"I shall do no more than I have done," said Lancelot. "When I see you on your feet again I shall stand ready to fight you to the bitter end. But to smite a wounded and prostrate man!—God defend me from such a shame."
And he turned and went towards the city, while Gawaine with spiteful malice called him traitor, and vowed he would never cease to fight with him till one of them was dead.
A month now passed away, during which Gawaine lay sick of his wound. As he slowly recovered, the old battle-hunger for Lancelot's blood returned to his heart, and he impatiently awaited the day when he could again take the field. But before this day arrived, news came from England that put a sudden end to the war; tidings of such threatening aspect that King Arthur was forced to return in all haste to his own realm.
CHAPTER V.
THE STING OF THE VIPER.
Disastrous, indeed, were the news from England. King Arthur had made the fatal mistake of placing a villain and dastard in charge of his realm, for Mordred had taken advantage of his absence to turn traitor, and seek to seize the crown and sceptre of England as his own.

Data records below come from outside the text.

//! LLM provider trait — the abstraction over chat model backends.
//!
//! The orchestrator needs exactly two things from a provider: a streaming
//! chat primitive and an availability probe. Tool use is *not* negotiated
//! natively with the provider; the model is instructed (via the response
//! format prompt section) to emit a structured JSON reply, and the response
//! parser extracts tool calls from the accumulated text.

use async_trait::async_trait;
use serde::{Deserialize, Serialize};

use crate::error::ProviderError;

/// The role of a message sent to the LLM.
#[derive(Debug, Clone, Copy, PartialEq, Eq, Serialize, Deserialize)]
#[serde(rename_all = "lowercase")]
pub enum MessageRole {
    System,
    User,
    Assistant,
}

/// A single message in an LLM request.
#[derive(Debug, Clone, Serialize, Deserialize)]
pub struct ChatMessage {
    pub role: MessageRole,
    pub content: String,
}

impl ChatMessage {
    pub fn system(content: impl Into<String>) -> Self {
        Self {
            role: MessageRole::System,
            content: content.into(),
        }
    }

    pub fn user(content: impl Into<String>) -> Self {
        Self {
            role: MessageRole::User,
            content: content.into(),
        }
    }

    pub fn assistant(content: impl Into<String>) -> Self {
        Self {
            role: MessageRole::Assistant,
            content: content.into(),
        }
    }
}

/// A streaming chat request.
#[derive(Debug, Clone, Serialize, Deserialize)]
pub struct ChatStreamRequest {
    pub model: String,

    pub messages: Vec<ChatMessage>,

    #[serde(default = "default_temperature")]
    pub temperature: f32,

    #[serde(default, skip_serializing_if = "Option::is_none")]
    pub max_tokens: Option<u32>,
}

fn default_temperature() -> f32 {
    0.7
}

/// A single chunk in a streaming response.
#[derive(Debug, Clone, Serialize, Deserialize)]
pub struct StreamChunk {
    /// Partial content delta
    #[serde(default)]
    pub content: Option<String>,

    /// Whether this is the final chunk
    #[serde(default)]
    pub done: bool,
}

impl StreamChunk {
    pub fn content(text: impl Into<String>) -> Self {
        Self {
            content: Some(text.into()),
            done: false,
        }
    }

    pub fn done() -> Self {
        Self {
            content: None,
            done: true,
        }
    }
}

/// The core LLM provider trait.
#[async_trait]
pub trait LlmProvider: Send + Sync {
    /// A human-readable name for this provider (e.g. "openai-compat").
    fn name(&self) -> &str;

    /// Send a request and get a stream of response chunks.
    ///
    /// Stream-level failures arrive as `Err` items on the channel; the
    /// channel closing after a `done` chunk (or an error) ends the stream.
    async fn stream_chat(
        &self,
        request: ChatStreamRequest,
    ) -> std::result::Result<
        tokio::sync::mpsc::Receiver<std::result::Result<StreamChunk, ProviderError>>,
        ProviderError,
    >;

    /// Availability probe — can we reach the provider right now?
    async fn is_available(&self) -> bool;
}

#[cfg(test)]
mod tests {
    use super::*;

    #[test]
    fn message_constructors() {
        assert_eq!(ChatMessage::system("s").role, MessageRole::System);
        assert_eq!(ChatMessage::user("u").role, MessageRole::User);
        assert_eq!(ChatMessage::assistant("a").role, MessageRole::Assistant);
    }

    #[test]
    fn role_serializes_lowercase() {
        let msg = ChatMessage::user("hi");
        let json = serde_json::to_string(&msg).unwrap();
        assert!(json.contains(r#""role":"user""#));
    }

    #[test]
    fn chunk_constructors() {
        let c = StreamChunk::content("hello");
        assert_eq!(c.content.as_deref(), Some("hello"));
        assert!(!c.done);
        assert!(StreamChunk::done().done);
    }
}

News moved but slowly from over seas in those days, and Mordred, with treasonable craft, had letters written as though they came from abroad, which said that King Arthur had been slain in battle with Sir Lancelot.
Having spread this lie far and wide, he called the lords together to London in parliament, and so managed that they voted him king. Then he was crowned at Canterbury, and held a feast for fifteen days, after which he went to Winchester, where Guenever was, and publicly declared that he would wed his uncle's widow.